**Excerpted data:**
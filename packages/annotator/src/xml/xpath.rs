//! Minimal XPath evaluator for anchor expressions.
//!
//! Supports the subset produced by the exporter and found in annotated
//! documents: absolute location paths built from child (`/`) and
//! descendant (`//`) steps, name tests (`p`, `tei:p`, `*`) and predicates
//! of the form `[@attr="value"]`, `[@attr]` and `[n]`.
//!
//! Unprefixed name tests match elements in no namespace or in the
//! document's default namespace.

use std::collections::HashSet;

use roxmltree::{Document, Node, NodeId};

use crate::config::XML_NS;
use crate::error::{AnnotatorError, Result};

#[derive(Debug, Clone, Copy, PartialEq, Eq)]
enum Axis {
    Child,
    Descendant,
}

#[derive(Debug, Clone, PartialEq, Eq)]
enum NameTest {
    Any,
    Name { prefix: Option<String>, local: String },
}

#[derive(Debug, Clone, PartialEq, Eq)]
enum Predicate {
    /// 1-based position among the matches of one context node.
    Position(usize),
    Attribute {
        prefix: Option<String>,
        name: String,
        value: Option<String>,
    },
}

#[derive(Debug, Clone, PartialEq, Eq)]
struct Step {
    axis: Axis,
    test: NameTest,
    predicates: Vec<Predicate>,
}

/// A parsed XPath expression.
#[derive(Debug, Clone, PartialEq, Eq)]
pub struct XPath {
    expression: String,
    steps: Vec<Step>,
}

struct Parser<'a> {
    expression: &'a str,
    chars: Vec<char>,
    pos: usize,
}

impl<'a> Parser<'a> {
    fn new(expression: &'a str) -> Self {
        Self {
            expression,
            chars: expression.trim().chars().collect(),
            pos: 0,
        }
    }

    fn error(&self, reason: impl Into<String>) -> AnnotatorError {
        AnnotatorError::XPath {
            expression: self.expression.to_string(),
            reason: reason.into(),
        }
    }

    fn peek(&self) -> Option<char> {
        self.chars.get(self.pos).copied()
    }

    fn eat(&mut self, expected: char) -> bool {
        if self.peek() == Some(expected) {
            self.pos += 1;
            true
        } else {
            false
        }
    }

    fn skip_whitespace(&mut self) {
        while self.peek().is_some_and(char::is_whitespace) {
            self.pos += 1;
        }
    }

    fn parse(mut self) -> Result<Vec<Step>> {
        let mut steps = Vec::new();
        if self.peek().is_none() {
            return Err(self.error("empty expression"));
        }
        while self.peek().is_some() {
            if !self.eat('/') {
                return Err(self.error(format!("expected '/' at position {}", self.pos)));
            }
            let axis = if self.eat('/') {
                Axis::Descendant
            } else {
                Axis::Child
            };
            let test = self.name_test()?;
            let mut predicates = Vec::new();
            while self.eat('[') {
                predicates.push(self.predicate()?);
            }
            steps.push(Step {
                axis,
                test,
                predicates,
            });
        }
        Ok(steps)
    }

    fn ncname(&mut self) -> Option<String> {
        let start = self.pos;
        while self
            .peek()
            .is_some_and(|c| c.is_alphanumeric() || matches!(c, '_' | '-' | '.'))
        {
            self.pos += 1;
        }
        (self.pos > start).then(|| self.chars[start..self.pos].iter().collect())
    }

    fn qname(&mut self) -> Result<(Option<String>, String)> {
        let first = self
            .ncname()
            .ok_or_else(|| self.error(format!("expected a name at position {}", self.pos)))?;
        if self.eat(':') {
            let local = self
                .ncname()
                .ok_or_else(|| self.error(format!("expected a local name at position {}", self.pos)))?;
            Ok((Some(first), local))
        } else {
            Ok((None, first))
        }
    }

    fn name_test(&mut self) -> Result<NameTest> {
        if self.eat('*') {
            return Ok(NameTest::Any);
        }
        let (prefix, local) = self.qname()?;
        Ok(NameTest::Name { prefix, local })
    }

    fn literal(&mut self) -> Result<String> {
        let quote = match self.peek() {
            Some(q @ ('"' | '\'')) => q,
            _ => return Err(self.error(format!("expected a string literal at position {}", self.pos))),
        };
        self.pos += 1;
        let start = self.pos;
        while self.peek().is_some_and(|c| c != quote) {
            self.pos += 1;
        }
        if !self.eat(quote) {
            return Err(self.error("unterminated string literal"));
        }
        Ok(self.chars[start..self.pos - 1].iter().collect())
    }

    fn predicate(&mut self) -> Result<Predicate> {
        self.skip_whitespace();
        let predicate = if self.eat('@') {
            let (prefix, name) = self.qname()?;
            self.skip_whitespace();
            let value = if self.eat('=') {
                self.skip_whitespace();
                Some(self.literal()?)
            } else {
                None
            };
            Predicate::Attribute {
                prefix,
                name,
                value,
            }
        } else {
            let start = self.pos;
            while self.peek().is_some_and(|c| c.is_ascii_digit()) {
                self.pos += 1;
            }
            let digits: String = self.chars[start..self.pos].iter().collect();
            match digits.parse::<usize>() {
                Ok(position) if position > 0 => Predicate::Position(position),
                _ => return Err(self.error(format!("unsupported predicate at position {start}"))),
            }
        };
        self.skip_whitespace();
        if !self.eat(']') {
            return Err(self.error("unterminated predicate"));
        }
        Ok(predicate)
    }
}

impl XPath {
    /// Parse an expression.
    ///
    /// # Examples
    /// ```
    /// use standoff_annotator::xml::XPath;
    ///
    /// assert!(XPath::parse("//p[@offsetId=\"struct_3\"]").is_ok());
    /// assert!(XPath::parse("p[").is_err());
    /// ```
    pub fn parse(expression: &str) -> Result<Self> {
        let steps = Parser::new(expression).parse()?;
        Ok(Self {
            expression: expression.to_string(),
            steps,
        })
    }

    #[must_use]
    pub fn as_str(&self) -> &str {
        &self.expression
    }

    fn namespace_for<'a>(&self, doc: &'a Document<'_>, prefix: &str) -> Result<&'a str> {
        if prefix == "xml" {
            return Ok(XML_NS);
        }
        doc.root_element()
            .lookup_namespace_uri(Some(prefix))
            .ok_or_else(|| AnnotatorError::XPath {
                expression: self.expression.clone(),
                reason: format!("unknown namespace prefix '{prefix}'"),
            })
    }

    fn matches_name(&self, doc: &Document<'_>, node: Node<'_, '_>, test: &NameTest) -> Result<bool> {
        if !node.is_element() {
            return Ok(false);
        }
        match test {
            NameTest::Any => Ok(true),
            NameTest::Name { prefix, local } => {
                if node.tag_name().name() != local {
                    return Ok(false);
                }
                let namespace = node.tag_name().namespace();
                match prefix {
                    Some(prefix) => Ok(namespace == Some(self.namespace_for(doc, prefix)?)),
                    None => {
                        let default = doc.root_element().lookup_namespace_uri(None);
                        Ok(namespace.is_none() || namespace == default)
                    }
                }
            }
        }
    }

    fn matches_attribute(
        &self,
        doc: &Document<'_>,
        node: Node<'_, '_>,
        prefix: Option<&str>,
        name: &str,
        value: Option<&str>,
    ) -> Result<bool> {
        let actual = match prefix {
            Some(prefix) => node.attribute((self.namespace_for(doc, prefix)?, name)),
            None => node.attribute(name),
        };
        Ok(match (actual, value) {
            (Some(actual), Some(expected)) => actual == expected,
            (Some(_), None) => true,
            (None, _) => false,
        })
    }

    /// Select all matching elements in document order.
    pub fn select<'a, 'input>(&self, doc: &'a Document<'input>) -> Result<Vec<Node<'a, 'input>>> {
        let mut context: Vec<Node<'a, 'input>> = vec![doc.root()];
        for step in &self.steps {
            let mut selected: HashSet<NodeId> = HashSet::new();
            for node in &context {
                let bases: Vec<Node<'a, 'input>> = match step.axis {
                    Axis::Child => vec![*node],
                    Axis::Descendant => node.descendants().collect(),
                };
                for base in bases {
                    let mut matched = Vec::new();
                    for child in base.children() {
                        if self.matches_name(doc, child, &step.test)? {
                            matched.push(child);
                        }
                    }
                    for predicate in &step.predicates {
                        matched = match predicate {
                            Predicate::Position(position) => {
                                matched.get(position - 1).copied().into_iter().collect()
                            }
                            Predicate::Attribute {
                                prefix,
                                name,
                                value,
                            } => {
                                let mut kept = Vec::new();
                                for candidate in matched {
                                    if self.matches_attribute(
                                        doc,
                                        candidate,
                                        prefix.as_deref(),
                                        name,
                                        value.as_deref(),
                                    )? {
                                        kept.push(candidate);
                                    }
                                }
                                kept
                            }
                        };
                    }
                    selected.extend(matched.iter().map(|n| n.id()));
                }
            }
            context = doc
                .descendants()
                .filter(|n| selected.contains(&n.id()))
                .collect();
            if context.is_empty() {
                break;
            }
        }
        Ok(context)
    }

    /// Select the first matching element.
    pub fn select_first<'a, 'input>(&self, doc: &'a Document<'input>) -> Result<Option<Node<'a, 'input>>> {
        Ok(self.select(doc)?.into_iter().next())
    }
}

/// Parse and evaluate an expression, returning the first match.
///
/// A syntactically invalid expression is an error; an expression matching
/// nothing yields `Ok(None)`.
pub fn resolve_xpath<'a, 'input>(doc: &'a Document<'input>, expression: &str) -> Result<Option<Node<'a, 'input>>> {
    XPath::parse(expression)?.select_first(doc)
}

**What is expected:** Within the listing, count the lines that contain the word "input", and give the count by itself.

**Response for this exercise:** 5